Regarding the work situation, I completely understand.  I used to feel that way at my job before I met Fi… every little comment, every argument or weird thing that happened at the office would affect me.

Fi is an electrician and is often on new construction projects.  He works outside all day sometimes, digging ditches to bury electrical wire… or up in the ceiling moving stuff around.  Granted, he makes about twice what I do, but his job is much much more physical and dangerous.

After a few months of coming home and b*tching about work at the dinner table, I realized that Fi hardly ever complained.  When I asked him about it, he just shrugged and said, “It’s hot, but I get paid well and I can wear jeans and Tshirts to work.”  It made me realize that I was being pretty silly–a bad day for him at work means someone fell two stories off a ladder or cut off their finger in a machine.

I don’t know if it would work for you, but for me, it made me realize that I actually have it very easy in my office job, and it is easier to think of it in my head as just a paycheck.  I still take pride in my work and work hard, but I leave all of the little office politics in an imaginary box when I leave work.

Post # 8
Member
46135 posts
Honey Beekeeper
  • Wedding: November 1999

I have worked in the ER for many years. It is a high stress environment. The best tip I have for dealing with stress at work is to imagine yourslef covered with a white veil that covers you from head to toe (appropriate image for here on the Bee). Nothing can penetrate that veil.

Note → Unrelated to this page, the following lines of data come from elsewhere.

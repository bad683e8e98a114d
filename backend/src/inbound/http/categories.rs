//! Category HTTP handlers.
//!
//! ```text
//! GET /api/categories
//! GET /api/categories/{slug}
//! ```

use actix_web::{HttpResponse, get, web};
use serde::{Deserialize, Serialize};

use crate::domain::restaurant::Category;
use crate::inbound::http::envelope;
use crate::inbound::http::page_param;
use crate::inbound::http::restaurants::RestaurantResponse;
use crate::inbound::http::state::HttpState;

#[derive(Debug, Deserialize)]
pub struct PageQuery {
    pub page: Option<u32>,
}

/// Category shape exposed to clients.
#[derive(Debug, Serialize)]
#[serde(rename_all = "camelCase")]
pub struct CategoryResponse {
    pub id: i32,
    pub name: String,
    pub cover_image: Option<String>,
    pub slug: String,
}

impl From<Category> for CategoryResponse {
    fn from(category: Category) -> Self {
        Self {
            id: category.id,
            name: category.name,
            cover_image: category.cover_image,
            slug: category.slug,
        }
    }
}

#[derive(Debug, Serialize)]
#[serde(rename_all = "camelCase")]
struct CategoryWithCountResponse {
    #[serde(flatten)]
    category: CategoryResponse,
    restaurant_count: u64,
}

#[derive(Debug, Serialize)]
struct CategoriesPayload {
    categories: Vec<CategoryWithCountResponse>,
}

#[derive(Debug, Serialize)]
#[serde(rename_all = "camelCase")]
struct CategoryPagePayload {
    category: CategoryResponse,
    restaurants: Vec<RestaurantResponse>,
    total_results: u64,
    total_pages: u32,
}

/// All categories with their restaurant counts.
#[get("/categories")]
pub async fn all_categories(state: web::Data<HttpState>) -> HttpResponse {
    let result = state.restaurants.all_categories().await.map(|categories| {
        CategoriesPayload {
            categories: categories
                .into_iter()
                .map(|entry| CategoryWithCountResponse {
                    category: entry.category.into(),
                    restaurant_count: entry.restaurant_count,
                })
                .collect(),
        }
    });
    envelope::respond(result)
}

/// A category and one page of its restaurants.
#[get("/categories/{slug}")]
pub async fn find_category(
    state: web::Data<HttpState>,
    path: web::Path<String>,
    query: web::Query<PageQuery>,
) -> HttpResponse {
    let page = match page_param(query.page) {
        Ok(page) => page,
        Err(error) => return envelope::fail(&error),
    };
    let result = state
        .restaurants
        .find_category_by_slug(&path.into_inner(), page)
        .await
        .map(|page| CategoryPagePayload {
            category: page.category.into(),
            restaurants: page.restaurants.into_iter().map(Into::into).collect(),
            total_results: page.total_results,
            total_pages: page.total_pages,
        });
    envelope::respond(result)
}

#[cfg(test)]
mod tests {
    use std::sync::Arc;

    use actix_web::{App, test, web};
    use chrono::Utc;

    use super::*;
    use crate::domain::ports::{
        CategoryPage, CategoryWithCount, MockOrders, MockRestaurants, MockTokenService,
        MockUserAccounts,
    };
    use crate::domain::restaurant::Restaurant;
    use crate::inbound::http::state::HttpState;

    fn state(restaurants: MockRestaurants) -> web::Data<HttpState> {
        web::Data::new(HttpState {
            accounts: Arc::new(MockUserAccounts::new()),
            restaurants: Arc::new(restaurants),
            orders: Arc::new(MockOrders::new()),
            tokens: Arc::new(MockTokenService::new()),
        })
    }

    fn korean_bbq() -> Category {
        Category {
            id: 3,
            name: "Korean BBQ".to_owned(),
            cover_image: None,
            slug: "korean-bbq".to_owned(),
        }
    }

    #[actix_web::test]
    async fn listing_inlines_restaurant_counts() {
        let mut restaurants = MockRestaurants::new();
        restaurants.expect_all_categories().return_once(|| {
            Ok(vec![CategoryWithCount {
                category: korean_bbq(),
                restaurant_count: 7,
            }])
        });

        let app = test::init_service(
            App::new().app_data(state(restaurants)).service(all_categories),
        )
        .await;

        let req = test::TestRequest::get().uri("/categories").to_request();
        let body: serde_json::Value = test::call_and_read_body_json(&app, req).await;

        assert_eq!(body["ok"], true);
        assert_eq!(body["categories"][0]["slug"], "korean-bbq");
        assert_eq!(body["categories"][0]["restaurantCount"], 7);
    }

    #[actix_web::test]
    async fn category_page_carries_totals_beside_the_rows() {
        let mut restaurants = MockRestaurants::new();
        restaurants
            .expect_find_category_by_slug()
            .return_once(|_, _| {
                Ok(CategoryPage {
                    category: korean_bbq(),
                    restaurants: vec![Restaurant {
                        id: 1,
                        name: "Seoul Kitchen".to_owned(),
                        cover_image: "https://img.example.com/seoul.png".to_owned(),
                        address: "1 Gangnam St".to_owned(),
                        category_id: Some(3),
                        owner_id: 5,
                        created_at: Utc::now(),
                        updated_at: Utc::now(),
                    }],
                    total_results: 26,
                    total_pages: 2,
                })
            });

        let app = test::init_service(
            App::new().app_data(state(restaurants)).service(find_category),
        )
        .await;

        let req = test::TestRequest::get()
            .uri("/categories/korean-bbq")
            .to_request();
        let body: serde_json::Value = test::call_and_read_body_json(&app, req).await;

        assert_eq!(body["ok"], true);
        assert_eq!(body["category"]["slug"], "korean-bbq");
        assert_eq!(body["restaurants"][0]["name"], "Seoul Kitchen");
        assert_eq!(body["totalResults"], 26);
        assert_eq!(body["totalPages"], 2);
    }
}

Comments from the guy who had your job, sexist comments from others cannot penetrate that veil to cause you distress.

I suggest that you do need to call the men on their behavior. Don’t have a hissy fit. Just calmly and firmly tell them that you have had enough, that you will no longer tolerate sexist remarks.

Haven’t you ever noticed the difference in the way men and women treat each other.?Men have no hesitancy in calling someone on their behavior. They deal with it, get it done and it’s over. We women tend to let things build up because we don’t want confrontation.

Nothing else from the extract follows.